//! Reviews
//!
//! One review per (KP, user). Its questions come from the KP's review pool
//! one at a time: the first when the review is opened, another after each
//! answer until the streak threshold is met or the bank runs out.

use std::collections::HashSet;

use serde::Serialize;

use noobular_algo::schedule::wants_review_question;
use noobular_algo::{
    is_review_complete, review_candidates, ChoiceId, CourseProgress, KpId, PoolKind,
};

use super::lesson::KnowledgePointSummary;
use super::progress::{allocate, load_progress};
use super::{check_choice, AnswerFeedback, EngineError, EngineResult, LearnerContext, QuestionView};
use crate::db::operations::assessments::{self, ReviewRow};
use crate::db::operations::{answers, pools};
use crate::db::UnitOfWork;

#[derive(Debug, Clone, Serialize)]
#[serde(rename_all = "camelCase")]
pub struct ReviewView {
    pub id: i64,
    pub knowledge_point: KnowledgePointSummary,
    pub questions: Vec<QuestionView>,
    pub complete: bool,
}

#[derive(Debug, Clone, Serialize)]
#[serde(rename_all = "camelCase")]
pub struct ReviewStep {
    pub index: usize,
    /// `None` once `index` is past the last allocated question
    pub question: Option<QuestionView>,
    pub complete: bool,
}

#[derive(Debug, Clone, Serialize)]
#[serde(rename_all = "camelCase")]
pub struct ReviewAnswerOutcome {
    pub feedback: AnswerFeedback,
    pub next_index: Option<usize>,
    pub complete: bool,
}

/// Creates reviews for every leaf KP that is due. Returns the KPs that got
/// one.
pub async fn run_review_trigger(
    uow: &mut UnitOfWork,
    ctx: &LearnerContext,
    progress: &CourseProgress,
) -> EngineResult<Vec<KpId>> {
    let reviewed: HashSet<KpId> = assessments::list_reviews(uow.conn(), ctx.course().id, ctx.user_id)
        .await?
        .into_iter()
        .map(|r| r.knowledge_point_id)
        .collect();

    let candidates = review_candidates(ctx.course(), ctx.graph(), progress, &ctx.config, &reviewed);
    let mut created = Vec::with_capacity(candidates.len());
    for kp_id in candidates {
        if assessments::create_review(uow.conn(), kp_id, ctx.user_id, ctx.now_ms()).await? {
            tracing::info!(user_id = ctx.user_id, kp_id, "review created");
            created.push(kp_id);
        }
    }
    Ok(created)
}

async fn find_review(
    uow: &mut UnitOfWork,
    ctx: &LearnerContext,
    review_id: i64,
) -> EngineResult<ReviewRow> {
    assessments::get_review(uow.conn(), review_id, ctx.course().id, ctx.user_id)
        .await?
        .ok_or_else(|| EngineError::NotFound(format!("review {review_id} not found")))
}

fn review_complete(progress: &CourseProgress, ctx: &LearnerContext, kp_id: KpId) -> bool {
    progress
        .kp(kp_id)
        .is_some_and(|p| is_review_complete(p, &ctx.config))
}

async fn question_views(
    uow: &mut UnitOfWork,
    ctx: &LearnerContext,
    review_id: i64,
) -> EngineResult<Vec<QuestionView>> {
    pools::owned_questions(uow.conn(), ctx.user_id, PoolKind::Review, review_id)
        .await?
        .iter()
        .map(|q| Ok(QuestionView::new(ctx.question(q.question_id)?, q.choice_id)))
        .collect()
}

pub async fn open_review(
    uow: &mut UnitOfWork,
    ctx: &LearnerContext,
    review_id: i64,
) -> EngineResult<ReviewView> {
    let review = find_review(uow, ctx, review_id).await?;
    let kp = ctx.course().knowledge_point(review.knowledge_point_id).ok_or_else(|| {
        EngineError::NotFound(format!("knowledge point {} not found", review.knowledge_point_id))
    })?;

    let mut progress = load_progress(uow.conn(), ctx.user_id, ctx.course()).await?;
    if let Some(p) = progress.kp(kp.id).filter(|p| p.review.is_empty()) {
        allocate(uow.conn(), ctx.user_id, p, PoolKind::Review, Some(review.id), ctx.now_ms())
            .await?;
        progress = load_progress(uow.conn(), ctx.user_id, ctx.course()).await?;
    }

    Ok(ReviewView {
        id: review.id,
        knowledge_point: KnowledgePointSummary::from(kp),
        questions: question_views(uow, ctx, review.id).await?,
        complete: review_complete(&progress, ctx, kp.id),
    })
}

pub async fn advance_review(
    uow: &mut UnitOfWork,
    ctx: &LearnerContext,
    review_id: i64,
    index: usize,
) -> EngineResult<ReviewStep> {
    let review = find_review(uow, ctx, review_id).await?;
    let progress = load_progress(uow.conn(), ctx.user_id, ctx.course()).await?;
    let question = question_views(uow, ctx, review.id).await?.into_iter().nth(index);
    Ok(ReviewStep {
        index,
        question,
        complete: review_complete(&progress, ctx, review.knowledge_point_id),
    })
}

pub async fn submit_review_answer(
    uow: &mut UnitOfWork,
    ctx: &LearnerContext,
    review_id: i64,
    index: usize,
    choice_id: ChoiceId,
) -> EngineResult<ReviewAnswerOutcome> {
    let review = find_review(uow, ctx, review_id).await?;
    let owned = pools::owned_questions(uow.conn(), ctx.user_id, PoolKind::Review, review.id).await?;
    let target = owned.get(index).ok_or_else(|| {
        EngineError::BadRequest(format!("review {review_id} has no question {index}"))
    })?;
    if target.choice_id.is_some() {
        return Err(EngineError::AlreadyAnswered(format!(
            "question {} was already answered",
            target.question_id
        )));
    }
    let question = ctx.question(target.question_id)?;
    check_choice(question, choice_id)?;

    answers::record_answer(uow.conn(), ctx.user_id, question.id, choice_id, ctx.now_ms()).await?;
    let feedback = AnswerFeedback::for_choice(question, choice_id);

    let mut progress = load_progress(uow.conn(), ctx.user_id, ctx.course()).await?;
    let mut allocated = owned.len();
    if let Some(p) = progress.kp(review.knowledge_point_id) {
        if wants_review_question(&p.review, &ctx.config) && !p.unassigned.is_empty() {
            allocate(uow.conn(), ctx.user_id, p, PoolKind::Review, Some(review.id), ctx.now_ms())
                .await?;
            allocated += 1;
            progress = load_progress(uow.conn(), ctx.user_id, ctx.course()).await?;
        }
    }

    let complete = review_complete(&progress, ctx, review.knowledge_point_id);
    if complete {
        tracing::info!(user_id = ctx.user_id, review_id, "review complete");
    }
    Ok(ReviewAnswerOutcome {
        feedback,
        next_index: (index + 1 < allocated).then_some(index + 1),
        complete,
    })
}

::::

Work task -
Retype all the material exactly as shown.

Answer to this problem -
//! Reviews
//!
//! One review per (KP, user). Its questions come from the KP's review pool
//! one at a time: the first when the review is opened, another after each
//! answer until the streak threshold is met or the bank runs out.

use std::collections::HashSet;

use serde::Serialize;

use noobular_algo::schedule::wants_review_question;
use noobular_algo::{
    is_review_complete, review_candidates, ChoiceId, CourseProgress, KpId, PoolKind,
};

use super::lesson::KnowledgePointSummary;
use super::progress::{allocate, load_progress};
use super::{check_choice, AnswerFeedback, EngineError, EngineResult, LearnerContext, QuestionView};
use crate::db::operations::assessments::{self, ReviewRow};
use crate::db::operations::{answers, pools};
use crate::db::UnitOfWork;

#[derive(Debug, Clone, Serialize)]
#[serde(rename_all = "camelCase")]
pub struct ReviewView {
    pub id: i64,
    pub knowledge_point: KnowledgePointSummary,
    pub questions: Vec<QuestionView>,
    pub complete: bool,
}

#[derive(Debug, Clone, Serialize)]
#[serde(rename_all = "camelCase")]
pub struct ReviewStep {
    pub index: usize,
    /// `None` once `index` is past the last allocated question
    pub question: Option<QuestionView>,
    pub complete: bool,
}

#[derive(Debug, Clone, Serialize)]
#[serde(rename_all = "camelCase")]
pub struct ReviewAnswerOutcome {
    pub feedback: AnswerFeedback,
    pub next_index: Option<usize>,
    pub complete: bool,
}

/// Creates reviews for every leaf KP that is due. Returns the KPs that got
/// one.
pub async fn run_review_trigger(
    uow: &mut UnitOfWork,
    ctx: &LearnerContext,
    progress: &CourseProgress,
) -> EngineResult<Vec<KpId>> {
    let reviewed: HashSet<KpId> = assessments::list_reviews(uow.conn(), ctx.course().id, ctx.user_id)
        .await?
        .into_iter()
        .map(|r| r.knowledge_point_id)
        .collect();

    let candidates = review_candidates(ctx.course(), ctx.graph(), progress, &ctx.config, &reviewed);
    let mut created = Vec::with_capacity(candidates.len());
    for kp_id in candidates {
        if assessments::create_review(uow.conn(), kp_id, ctx.user_id, ctx.now_ms()).await? {
            tracing::info!(user_id = ctx.user_id, kp_id, "review created");
            created.push(kp_id);
        }
    }
    Ok(created)
}

async fn find_review(
    uow: &mut UnitOfWork,
    ctx: &LearnerContext,
    review_id: i64,
) -> EngineResult<ReviewRow> {
    assessments::get_review(uow.conn(), review_id, ctx.course().id, ctx.user_id)
        .await?
        .ok_or_else(|| EngineError::NotFound(format!("review {review_id} not found")))
}

fn review_complete(progress: &CourseProgress, ctx: &LearnerContext, kp_id: KpId) -> bool {
    progress
        .kp(kp_id)
        .is_some_and(|p| is_review_complete(p, &ctx.config))
}

async fn question_views(
    uow: &mut UnitOfWork,
    ctx: &LearnerContext,
    review_id: i64,
) -> EngineResult<Vec<QuestionView>> {
    pools::owned_questions(uow.conn(), ctx.user_id, PoolKind::Review, review_id)
        .await?
        .iter()
        .map(|q| Ok(QuestionView::new(ctx.question(q.question_id)?, q.choice_id)))
        .collect()
}

pub async fn open_review(
    uow: &mut UnitOfWork,
    ctx: &LearnerContext,
    review_id: i64,
) -> EngineResult<ReviewView> {
    let review = find_review(uow, ctx, review_id).await?;
    let kp = ctx.course().knowledge_point(review.knowledge_point_id).ok_or_else(|| {
        EngineError::NotFound(format!("knowledge point {} not found", review.knowledge_point_id))
    })?;

    let mut progress = load_progress(uow.conn(), ctx.user_id, ctx.course()).await?;
    if let Some(p) = progress.kp(kp.id).filter(|p| p.review.is_empty()) {
        allocate(uow.conn(), ctx.user_id, p, PoolKind::Review, Some(review.id), ctx.now_ms())
            .await?;
        progress = load_progress(uow.conn(), ctx.user_id, ctx.course()).await?;
    }

    Ok(ReviewView {
        id: review.id,
        knowledge_point: KnowledgePointSummary::from(kp),
        questions: question_views(uow, ctx, review.id).await?,
        complete: review_complete(&progress, ctx, kp.id),
    })
}

pub async fn advance_review(
    uow: &mut UnitOfWork,
    ctx: &LearnerContext,
    review_id: i64,
    index: usize,
) -> EngineResult<ReviewStep> {
    let review = find_review(uow, ctx, review_id).await?;
    let progress = load_progress(uow.conn(), ctx.user_id, ctx.course()).await?;
    let question = question_views(uow, ctx, review.id).await?.into_iter().nth(index);
    Ok(ReviewStep {
        index,
        question,
        complete: review_complete(&progress, ctx, review.knowledge_point_id),
    })
}

pub async fn submit_review_answer(
    uow: &mut UnitOfWork,
    ctx: &LearnerContext,
    review_id: i64,
    index: usize,
    choice_id: ChoiceId,
) -> EngineResult<ReviewAnswerOutcome> {
    let review = find_review(uow, ctx, review_id).await?;
    let owned = pools::owned_questions(uow.conn(), ctx.user_id, PoolKind::Review, review.id).await?;
    let target = owned.get(index).ok_or_else(|| {
        EngineError::BadRequest(format!("review {review_id} has no question {index}"))
    })?;
    if target.choice_id.is_some() {
        return Err(EngineError::AlreadyAnswered(format!(
            "question {} was already answered",
            target.question_id
        )));
    }
    let question = ctx.question(target.question_id)?;
    check_choice(question, choice_id)?;

    answers::record_answer(uow.conn(), ctx.user_id, question.id, choice_id, ctx.now_ms()).await?;
    let feedback = AnswerFeedback::for_choice(question, choice_id);

    let mut progress = load_progress(uow.conn(), ctx.user_id, ctx.course()).await?;
    let mut allocated = owned.len();
    if let Some(p) = progress.kp(review.knowledge_point_id) {
        if wants_review_question(&p.review, &ctx.config) && !p.unassigned.is_empty() {
            allocate(uow.conn(), ctx.user_id, p, PoolKind::Review, Some(review.id), ctx.now_ms())
                .await?;
            allocated += 1;
            progress = load_progress(uow.conn(), ctx.user_id, ctx.course()).await?;
        }
    }

    let complete = review_complete(&progress, ctx, review.knowledge_point_id);
    if complete {
        tracing::info!(user_id = ctx.user_id, review_id, "review complete");
    }
    Ok(ReviewAnswerOutcome {
        feedback,
        next_index: (index + 1 < allocated).then_some(index + 1),
        complete,
    })
}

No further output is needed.